Pydantic Plugins
Experimental feature
Plugins support is experimental and is subject to change in minor releases. Developing plugins is not recommended until the feature becomes stable.
Pydantic allows users to create plugins that can be used to extend the functionality of the library.
Plugins are installed via Python entry points. You can read more about entry points in the Entry points specification from the Python Packaging Authority.
In case you have a project called my-pydantic-plugin
, you can create a plugin by adding the following
to your pyproject.toml
:
[project.entry-points.pydantic]
my_plugin = "my_pydantic_plugin:plugin"
The entry point group is pydantic
, my_plugin
is the name of the plugin, my_pydantic_plugin
is the module to load plugin object from, and plugin
is the object name to load.
Plugins are loaded in the order they are found, and the order they are found is not guaranteed.
As a user, you can modify the behavior of the plugin in a BaseModel
using the plugin_settings
Model Config argument or
class keyword argument. This argument takes a dictionary of settings that will be passed to all plugins as is.
The plugin can then use these settings to modify its behavior. It is recommended for plugins to separate their settings
into their own dedicates keys in a plugin specific key in the plugin_settings
dictionary.
from pydantic import BaseModel
class Foo(BaseModel, plugin_settings={'my-plugin': {'observe': 'all'}}):
...
Build a plugin¶
API Documentation
Pydantic provides an API for creating plugins. The API is exposed via the pydantic.plugin
module.
On your plugin you can wrap the following methods:
validate_python
: Used to validate the data from a Python object.validate_json
: Used to validate the data from a JSON string.validate_strings
: Used to validate the data from strings.
For each method, you can implement the following callbacks:
on_enter
: Called before the validation of a field starts.on_success
: Called when the validation of a field succeeds.on_error
: Called when the validation of a field fails.

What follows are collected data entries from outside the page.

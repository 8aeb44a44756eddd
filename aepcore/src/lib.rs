pub mod ac;
pub mod clock;
pub mod error;
pub mod freshness;
pub mod platform;

pub(crate) mod chrono {
    #[cfg(not(test))]
    pub use ::chrono::Utc;
    #[cfg(test)]
    pub use test_aep::chrono::Utc;
}
use aepcore::error::{
    BackendError,
    ValueError,
};
use thiserror::Error;

/// Stable code carried by the expired password rejection.
pub const PASSWORD_EXPIRED: &str = "PASSWORD_EXPIRED";

/// Faults; these are never policy decisions.
#[non_exhaustive]
#[derive(Debug, Error)]
pub enum Error {
    #[error(transparent)]
    Backend(#[from] BackendError),
    #[error(transparent)]
    Value(ValueError),
    #[error("invalid timestamp: {0}")]
    InvalidTimestamp(i64),
    #[error("misconfiguration: {0}")]
    Misconfiguration(String),
}

impl From<ValueError> for Error {
    fn from(val: ValueError) -> Self {
        match val {
            ValueError::Backend(e) => Error::Backend(e),
            e => Error::Value(e),
        }
    }
}

/// Rejections of an authentication attempt.
#[non_exhaustive]
#[derive(Clone, Debug, Error, PartialEq)]
pub enum AuthenticationError {
    #[error("Invalid Credentials")]
    InvalidCredentials,
    #[error("UnknownUser")]
    UnknownUser,
    #[error("Restricted")]
    Restricted,
    #[error(transparent)]
    PasswordExpired(#[from] PasswordExpired),
}

#[derive(Clone, Debug, Error, PartialEq)]
#[error("{message}")]
pub struct PasswordExpired {
    pub message: String,
    pub reset_url: String,
}

impl AuthenticationError {
    pub fn code(&self) -> &'static str {
        match self {
            AuthenticationError::InvalidCredentials => "INVALID_CREDENTIALS",
            AuthenticationError::UnknownUser => "UNKNOWN_USER",
            AuthenticationError::Restricted => "RESTRICTED",
            AuthenticationError::PasswordExpired(_) => PASSWORD_EXPIRED,
        }
    }
}

impl PasswordExpired {
    pub fn new(reset_url: impl Into<String>) -> Self {
        let reset_url = reset_url.into();
        Self {
            message: format!("You must reset your password: {reset_url}"),
            reset_url,
        }
    }

    /// The message as markup suitable for a login form.
    pub fn to_html(&self) -> String {
        format!(
            "<strong>ERROR</strong>: You must <a href=\"{}\">reset your password</a>.",
            html_escape::encode_double_quoted_attribute(&self.reset_url),
        )
    }
}
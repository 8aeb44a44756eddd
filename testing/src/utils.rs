pub fn is_send_sync<T: Send + Sync>(_: &T) {}
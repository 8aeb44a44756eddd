use async_trait::async_trait;
use mockall::mock;
use aepcore::{
    ac::traits::{
        MetaBackend,
        PrivilegeBackend,
    },
    error::BackendError,
    platform::{
        DefaultFPPlatform,
        PlatformUrl,
    },
};

mock! {
    pub Platform {}

    #[async_trait]
    impl MetaBackend for Platform {
        async fn get_user_meta(
            &self,
            user_id: i64,
            key: &str,
        ) -> Result<Option<String>, BackendError>;
        async fn set_user_meta(
            &self,
            user_id: i64,
            key: &str,
            value: &str,
        ) -> Result<(), BackendError>;
    }

    #[async_trait]
    impl PrivilegeBackend for Platform {
        async fn is_super_admin(
            &self,
            user_id: i64,
        ) -> Result<bool, BackendError>;
    }

    impl PlatformUrl for Platform {
        fn url(&self) -> &str;
    }
}

impl DefaultFPPlatform for MockPlatform {}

Let's see an example of a plugin that wraps the validate_python
method of the SchemaValidator
.
from typing import Any, Dict, Optional, Union
from pydantic_core import CoreConfig, CoreSchema, ValidationError
from pydantic.plugin import (
NewSchemaReturns,
PydanticPluginProtocol,
SchemaKind,
SchemaTypePath,
ValidatePythonHandlerProtocol,
)
class OnValidatePython(ValidatePythonHandlerProtocol):
def on_enter(
self,
input: Any,
*,
strict: Optional[bool] = None,
from_attributes: Optional[bool] = None,
context: Optional[Dict[str, Any]] = None,
self_instance: Optional[Any] = None,
) -> None:
print(input)
def on_success(self, result: Any) -> None:
print(result)
def on_error(self, error: ValidationError) -> None:
print(error.json())
class Plugin(PydanticPluginProtocol):
def new_schema_validator(
self,
schema: CoreSchema,
schema_type: Any,
schema_type_path: SchemaTypePath,
schema_kind: SchemaKind,
config: Union[CoreConfig, None],
plugin_settings: Dict[str, object],
) -> NewSchemaReturns:
return OnValidatePython(), None, None
plugin = Plugin()
Using Plugin Settings¶
Consider that you have a plugin called setting called "observer", then you can use it like this:
from pydantic import BaseModel
class Foo(BaseModel, plugin_settings={'observer': 'all'}):
...
On each validation call, the plugin_settings
will be passed to a callable registered for the events.